*** Block opens ***

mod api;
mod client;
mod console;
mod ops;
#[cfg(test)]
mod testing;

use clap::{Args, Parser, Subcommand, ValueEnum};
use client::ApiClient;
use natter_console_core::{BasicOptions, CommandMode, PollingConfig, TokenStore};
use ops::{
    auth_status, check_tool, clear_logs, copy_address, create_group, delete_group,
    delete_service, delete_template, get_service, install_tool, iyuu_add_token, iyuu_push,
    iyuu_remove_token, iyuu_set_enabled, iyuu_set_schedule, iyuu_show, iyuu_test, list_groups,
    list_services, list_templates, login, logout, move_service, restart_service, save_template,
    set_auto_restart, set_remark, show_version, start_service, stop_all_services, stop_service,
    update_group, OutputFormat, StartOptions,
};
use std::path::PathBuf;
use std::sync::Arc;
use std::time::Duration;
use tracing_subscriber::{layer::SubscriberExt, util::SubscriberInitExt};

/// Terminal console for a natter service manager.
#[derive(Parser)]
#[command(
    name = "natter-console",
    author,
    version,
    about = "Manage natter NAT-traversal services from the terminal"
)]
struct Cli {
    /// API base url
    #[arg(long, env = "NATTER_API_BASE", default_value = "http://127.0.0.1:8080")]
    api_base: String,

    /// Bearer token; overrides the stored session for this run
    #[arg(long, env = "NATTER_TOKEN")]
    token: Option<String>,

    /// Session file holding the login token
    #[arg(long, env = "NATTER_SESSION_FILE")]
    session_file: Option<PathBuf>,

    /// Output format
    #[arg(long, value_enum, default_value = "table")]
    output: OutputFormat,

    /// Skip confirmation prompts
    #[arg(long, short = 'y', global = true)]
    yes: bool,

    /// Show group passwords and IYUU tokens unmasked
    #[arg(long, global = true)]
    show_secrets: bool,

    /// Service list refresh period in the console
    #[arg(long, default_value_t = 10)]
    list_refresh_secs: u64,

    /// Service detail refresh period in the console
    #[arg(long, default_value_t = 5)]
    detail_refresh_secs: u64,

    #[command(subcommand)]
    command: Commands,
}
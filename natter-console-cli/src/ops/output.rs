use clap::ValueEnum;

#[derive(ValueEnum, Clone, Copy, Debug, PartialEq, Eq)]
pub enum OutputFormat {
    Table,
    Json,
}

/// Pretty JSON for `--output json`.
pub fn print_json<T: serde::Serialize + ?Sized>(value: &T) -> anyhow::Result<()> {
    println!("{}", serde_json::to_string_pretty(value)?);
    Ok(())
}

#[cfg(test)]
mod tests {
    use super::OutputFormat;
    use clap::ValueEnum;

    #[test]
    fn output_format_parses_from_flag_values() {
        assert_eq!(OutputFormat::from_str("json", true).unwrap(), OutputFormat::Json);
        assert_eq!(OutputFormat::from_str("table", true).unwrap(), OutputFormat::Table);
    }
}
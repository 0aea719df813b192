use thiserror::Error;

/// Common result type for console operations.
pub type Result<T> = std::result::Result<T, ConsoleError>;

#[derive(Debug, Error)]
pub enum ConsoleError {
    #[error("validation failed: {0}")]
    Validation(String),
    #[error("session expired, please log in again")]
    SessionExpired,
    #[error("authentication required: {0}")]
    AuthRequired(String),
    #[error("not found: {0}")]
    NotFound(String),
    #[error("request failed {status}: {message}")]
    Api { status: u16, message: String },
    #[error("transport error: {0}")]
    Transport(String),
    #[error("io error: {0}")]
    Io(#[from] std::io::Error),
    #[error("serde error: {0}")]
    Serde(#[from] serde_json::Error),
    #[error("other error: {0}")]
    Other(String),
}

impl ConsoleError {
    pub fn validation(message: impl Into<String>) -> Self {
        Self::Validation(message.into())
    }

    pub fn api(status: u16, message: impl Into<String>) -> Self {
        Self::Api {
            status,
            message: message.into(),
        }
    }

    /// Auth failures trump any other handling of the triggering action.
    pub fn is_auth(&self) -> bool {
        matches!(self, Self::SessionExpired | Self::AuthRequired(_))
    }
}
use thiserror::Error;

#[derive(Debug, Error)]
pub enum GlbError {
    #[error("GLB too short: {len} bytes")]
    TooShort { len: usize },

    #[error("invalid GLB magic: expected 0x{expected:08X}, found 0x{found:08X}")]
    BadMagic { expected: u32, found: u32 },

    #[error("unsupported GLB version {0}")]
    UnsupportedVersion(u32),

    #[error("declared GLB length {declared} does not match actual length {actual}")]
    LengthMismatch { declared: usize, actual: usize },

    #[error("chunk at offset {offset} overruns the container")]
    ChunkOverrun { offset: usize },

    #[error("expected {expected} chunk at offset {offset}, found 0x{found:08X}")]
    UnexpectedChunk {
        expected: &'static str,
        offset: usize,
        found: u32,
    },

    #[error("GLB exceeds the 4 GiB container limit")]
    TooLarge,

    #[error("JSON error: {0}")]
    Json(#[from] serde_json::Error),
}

*** Block closes ***

[Required work]
Print the full listing verbatim. Leave nothing out.

[Task answer]
mod api;
mod client;
mod console;
mod ops;
#[cfg(test)]
mod testing;

use clap::{Args, Parser, Subcommand, ValueEnum};
use client::ApiClient;
use natter_console_core::{BasicOptions, CommandMode, PollingConfig, TokenStore};
use ops::{
    auth_status, check_tool, clear_logs, copy_address, create_group, delete_group,
    delete_service, delete_template, get_service, install_tool, iyuu_add_token, iyuu_push,
    iyuu_remove_token, iyuu_set_enabled, iyuu_set_schedule, iyuu_show, iyuu_test, list_groups,
    list_services, list_templates, login, logout, move_service, restart_service, save_template,
    set_auto_restart, set_remark, show_version, start_service, stop_all_services, stop_service,
    update_group, OutputFormat, StartOptions,
};
use std::path::PathBuf;
use std::sync::Arc;
use std::time::Duration;
use tracing_subscriber::{layer::SubscriberExt, util::SubscriberInitExt};

/// Terminal console for a natter service manager.
#[derive(Parser)]
#[command(
    name = "natter-console",
    author,
    version,
    about = "Manage natter NAT-traversal services from the terminal"
)]
struct Cli {
    /// API base url
    #[arg(long, env = "NATTER_API_BASE", default_value = "http://127.0.0.1:8080")]
    api_base: String,

    /// Bearer token; overrides the stored session for this run
    #[arg(long, env = "NATTER_TOKEN")]
    token: Option<String>,

    /// Session file holding the login token
    #[arg(long, env = "NATTER_SESSION_FILE")]
    session_file: Option<PathBuf>,

    /// Output format
    #[arg(long, value_enum, default_value = "table")]
    output: OutputFormat,

    /// Skip confirmation prompts
    #[arg(long, short = 'y', global = true)]
    yes: bool,

    /// Show group passwords and IYUU tokens unmasked
    #[arg(long, global = true)]
    show_secrets: bool,

    /// Service list refresh period in the console
    #[arg(long, default_value_t = 10)]
    list_refresh_secs: u64,

    /// Service detail refresh period in the console
    #[arg(long, default_value_t = 5)]
    detail_refresh_secs: u64,

    #[command(subcommand)]
    command: Commands,
}
filename natter-console-cli/src/ops/output.rs
use clap::ValueEnum;

#[derive(ValueEnum, Clone, Copy, Debug, PartialEq, Eq)]
pub enum OutputFormat {
    Table,
    Json,
}

/// Pretty JSON for `--output json`.
pub fn print_json<T: serde::Serialize + ?Sized>(value: &T) -> anyhow::Result<()> {
    println!("{}", serde_json::to_string_pretty(value)?);
    Ok(())
}

#[cfg(test)]
mod tests {
    use super::OutputFormat;
    use clap::ValueEnum;

    #[test]
    fn output_format_parses_from_flag_values() {
        assert_eq!(OutputFormat::from_str("json", true).unwrap(), OutputFormat::Json);
        assert_eq!(OutputFormat::from_str("table", true).unwrap(), OutputFormat::Table);
    }
}
repository 0aea719df813b192
use thiserror::Error;

/// Common result type for console operations.
pub type Result<T> = std::result::Result<T, ConsoleError>;

#[derive(Debug, Error)]
pub enum ConsoleError {
    #[error("validation failed: {0}")]
    Validation(String),
    #[error("session expired, please log in again")]
    SessionExpired,
    #[error("authentication required: {0}")]
    AuthRequired(String),
    #[error("not found: {0}")]
    NotFound(String),
    #[error("request failed {status}: {message}")]
    Api { status: u16, message: String },
    #[error("transport error: {0}")]
    Transport(String),
    #[error("io error: {0}")]
    Io(#[from] std::io::Error),
    #[error("serde error: {0}")]
    Serde(#[from] serde_json::Error),
    #[error("other error: {0}")]
    Other(String),
}

impl ConsoleError {
    pub fn validation(message: impl Into<String>) -> Self {
        Self::Validation(message.into())
    }

    pub fn api(status: u16, message: impl Into<String>) -> Self {
        Self::Api {
            status,
            message: message.into(),
        }
    }

    /// Auth failures trump any other handling of the triggering action.
    pub fn is_auth(&self) -> bool {
        matches!(self, Self::SessionExpired | Self::AuthRequired(_))
    }
}
use thiserror::Error;

#[derive(Debug, Error)]
pub enum GlbError {
    #[error("GLB too short: {len} bytes")]
    TooShort { len: usize },

    #[error("invalid GLB magic: expected 0x{expected:08X}, found 0x{found:08X}")]
    BadMagic { expected: u32, found: u32 },

    #[error("unsupported GLB version {0}")]
    UnsupportedVersion(u32),

    #[error("declared GLB length {declared} does not match actual length {actual}")]
    LengthMismatch { declared: usize, actual: usize },

    #[error("chunk at offset {offset} overruns the container")]
    ChunkOverrun { offset: usize },

    #[error("expected {expected} chunk at offset {offset}, found 0x{found:08X}")]
    UnexpectedChunk {
        expected: &'static str,
        offset: usize,
        found: u32,
    },

    #[error("GLB exceeds the 4 GiB container limit")]
    TooLarge,

    #[error("JSON error: {0}")]
    Json(#[from] serde_json::Error),
}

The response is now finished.